Burada dikkat etmemiz gereken nokta, alt işverene verilebilecek işlerin sınırlı olmasıdır. Buna göre, asıl işi doğrudan taşeron alamaz. Asıl işe yardımcı mahiyette olan ve işletmenin/işin gereği ile teknolojik nedenlerle uzmanlık gerektiren işler bu kapsamdadır. Örneğin bir inşaat işinde yer alan taşeron firmalar, inşaatın güvenliği, çalışanların yemeği gibi asıl işe yardımcı olan firmalar olabilir. Veya bu inşaatta yapımı özel uzmanlık gerektiren elektrik tesisatı, kaba inşaat gibi işler olabilir.
İşverenlerin Sorumlulukları
Geçerli bir taşeron ilişkisinde işçinin karşısında muhatap olarak iki işveren vardır. Hem asıl işveren hem de alt işveren, yani taşeron işveren işçiye karşı sorumludur. Taşeronun işçisi olarak asıl işverene hizmet gören bir işçi, İş Hukukundan doğan alacaklarını dava etmek istediğinde asıl işverenle birlikte taşeronu da muhatap gösterebilir.

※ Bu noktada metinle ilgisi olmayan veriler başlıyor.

//! Source synthesis for one document.
//!
//! Every document becomes one C# file:
//!
//! ```text
//! using Ivy;
//! using Ivy.Apps;
//!
//! namespace Acme.Apps.Setup;
//!
//! [App(order:1, icon:Icons.Rocket, title:"Intro")]
//! public class IntroApp : ViewBase
//! {
//!     public override object? Build()
//!     {
//!         return new Markdown(
//!             """
//!             # Hi, "you"
//!             """);
//!     }
//! }
//! ```
//!
//! A metadata-only document (empty body) returns `null` from `Build()`
//! instead of wrapping an empty string.

use crate::config::{OrderPrecedence, TargetConfig};
use crate::frontmatter::Metadata;
use crate::literal;
use crate::naming::to_identifier;
use std::fmt::Write;

const BODY_INDENT: &str = "            ";

/// Everything synthesis needs besides the document itself.
#[derive(Debug, Clone, Copy)]
pub struct SynthesisContext<'a> {
    pub namespace: &'a str,
    pub target: &'a TargetConfig,
}

/// Resolve the order written into the attribute.
///
/// `file_order` is the filename ordinal, or the parent folder's ordinal for
/// index documents. With [`OrderPrecedence::Filename`] it wins over the
/// frontmatter `order`; with [`OrderPrecedence::Metadata`] the frontmatter
/// wins. Neither present means 0.
pub fn resolve_order(
    file_order: Option<i32>,
    metadata: &Metadata,
    precedence: OrderPrecedence,
) -> i32 {
    let sources = match precedence {
        OrderPrecedence::Filename => [file_order, metadata.order],
        OrderPrecedence::Metadata => [metadata.order, file_order],
    };
    sources.into_iter().flatten().next().unwrap_or(0)
}

/// `{Stem}App`, sanitized to an identifier.
pub fn class_name(stem: &str) -> String {
    format!("{}App", to_identifier(stem))
}

/// The attribute line: order always, then icon, title and groupExpanded
/// when the metadata sets them.
pub fn attribute_line(order: i32, metadata: &Metadata, target: &TargetConfig) -> String {
    let mut args = vec![format!("order:{order}")];
    if let Some(icon) = metadata.icon.as_deref().filter(|s| !s.trim().is_empty()) {
        args.push(format!(
            "icon:{}.{}",
            target.icon_type,
            to_identifier(icon.trim())
        ));
    }
    if let Some(title) = &metadata.title {
        args.push(format!("title:{}", literal::escaped(title)));
    }
    if metadata.group_expanded {
        args.push("groupExpanded:true".to_string());
    }
    format!("[{}({})]", target.attribute, args.join(", "))
}

/// Assemble the complete generated file.
pub fn synthesize(
    ctx: &SynthesisContext<'_>,
    class_name: &str,
    order: i32,
    metadata: &Metadata,
    body: &str,
) -> String {
    let target = ctx.target;
    let view_base = metadata
        .view_base
        .as_deref()
        .map(str::trim)
        .filter(|s| !s.is_empty())
        .unwrap_or(&target.view_base);

    let mut out = String::new();
    for import in &target.imports {
        let _ = writeln!(out, "using {import};");
    }
    if !target.imports.is_empty() {
        out.push('\n');
    }
    let _ = writeln!(out, "namespace {};", ctx.namespace);
    out.push('\n');
    let _ = writeln!(out, "{}", attribute_line(order, metadata, target));
    let _ = writeln!(out, "public class {class_name} : {view_base}");
    out.push_str("{\n");
    out.push_str("    public override object? Build()\n");
    out.push_str("    {\n");
    if body.is_empty() {
        out.push_str("        return null;\n");
    } else {
        let literal = literal::format_literal(body, BODY_INDENT);
        if literal.contains('\n') {
            let _ = writeln!(
                out,
                "        return new {}(\n{BODY_INDENT}{literal});",
                target.view_type
            );
        } else {
            let _ = writeln!(out, "        return new {}({literal});", target.view_type);
        }
    }
    out.push_str("    }\n");
    out.push_str("}\n");
    out
}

Ancak burada şu hususun altını çizmek gerekir. İşin esas sahibi asıl işveren olduğu için, işçinin asıl muhatabı da asıl işveren olmalıdır. Taşeron da asıl işverenle birlikte sorumlu olmakla birlikte, işçinin husumeti yalnızca asıl işverene yöneltmesinde herhangi bir hukuki sakınca yoktur. Asıl işverenin, taşerona rücu hakkı saklıdır. Ancak yalnızca taşerona husumet yöneltilemez.
Kural olarak hem asıl işveren hem de taşeron işveren işçiye karşı sorumludur. İşverenlerden yalnızca biri işçiye karşı dava sonucunda tazminat öderse diğerine rücu etme hakkına sahip olur.
Muvazaalı Taşeron İlişkisi
Genel anlamıyla muvazaa, tarafların gerçekte amaçlanan bir işlemi başka bir işlemin arkasına gizleyerek gerçekleştirme olarak tanımlanabilir. Örneğin bir malını başkasına bedelsiz vermek isteyen biri, dikkat çekmemek için bu kişiyle bir satış sözleşmesi imzalar. Bu durumda ilgili işlem muvazaalı işlem olur. Zira satış sözleşmesinin amacı, asıl yapılmak istenen işlemin gizlenmesi amacına yöneliktir.
İş Kanunu uyarınca muvazaalı taşeron ilişkileri yasaktır. Kanun’un ifadesine göre üç çeşit muvazaa durumu söz konusu olabilir. Bu durumlar şunlardır:
- Taşeronun asıl işverenin işçilerini çalıştırarak haklarını kısıtlaması,
- Asıl işverende çalışan bir işçinin daha sonra asıl işverenle alt işveren olarak çalışması,
- Genel muvazaa hali.
Bu hükümlere aykırılık haline ise Kanun kesin bir sonuç bağlamıştır. Buna göre, muvazaalı taşeron ilişkisinin varlığı halinde, alt işverenin işçisi olan işçiler başından beri asıl işverenin işçisi olarak sayılırlar. Buna bağlı olarak asıl işverenin sorumluluk kapsamı da genişler.
Taşeron işveren ve taşeron ilişkisi hakkında yazdığımız bu yazı bilgilendirme amaçlı olup hukuki görüş içermemektedir. Herhangi bir hukuki sorununuzda uzman bir İş Hukuku avukatından profesyonel destek almanızı öneririz.